# Quel type de RAM pour iMac PPC G3 ?



## kjunger (29 Novembre 2011)

Bonjour à toutes et à tous,
J'ai un ami qui m'a refourgué un iMac G3 (modèle octobre 1999, G3 @ 350 MHz, sous Mac OS X 10.3.9), et je trouve qu'il manque un peu de RAM bien que je n'ai pas du à me plaindre de son fonctionnement (plus que correct)... Seulement je me demande quelle est la capacité maximale de RAM que peut avaler cet iMac et surtout quel type ? Si quelqu'un peut m'éclairer la lanterne, ce serait gentil de sa part, en le remerciant d'avance


----------



## Sly54 (29 Novembre 2011)

Bonjour,

D'après Mactracker :

Maximum RAM	1.0 GB (Actual) 512 MB (Apple)
Type of RAM Slots	2 - PC-100 3.3V 168-pin SDRAM


----------



## kjunger (2 Décembre 2011)

Merci beaucoup


----------



## KERRIA (4 Décembre 2011)

Bonsoir

j'ai ça:
http://gilles.aurejac.free.fr/ramguide.html 
tu y trouveras les tableaux de correspondance....
ou ça :
forums.macg.co/mac-mini/encyclopedie-les-memoires-des-mac-de-bureau-94727.html
et encore ça:
www.oempcworld.com/support/Apple_RAM_Guide.htm
en réserve 


A défaut si tu as un vendeur tel que MAC WAY tu décris ta machine, ils te conseilleront...

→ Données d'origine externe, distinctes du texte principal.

//! # bolt-transport
//!
//! Tokio glue for the Bolt RPC protocol: a [`FramedReader`] and a
//! [`FramedWriter`] over any async byte stream, YAML and environment
//! configuration, and the logging bootstrap.

pub mod config;
pub mod error;
pub mod logging;
pub mod reader;
pub mod writer;

pub use config::{Config, ConfigError};
pub use error::TransportError;
pub use reader::FramedReader;
pub use writer::FramedWriter;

---------- Nouveau message ajouté à 14h46 ---------- Le message précédent a été envoyé à 14h43 ----------

...un lien qui ne fonctionne pas...remplacé par un qui fontionne...

http://forums.macg.co/mac-mini/encyclopedie-les-memoires-des-mac-de-bureau-94727.html


----------



## kjunger (15 Décembre 2011)

Encore merci


----------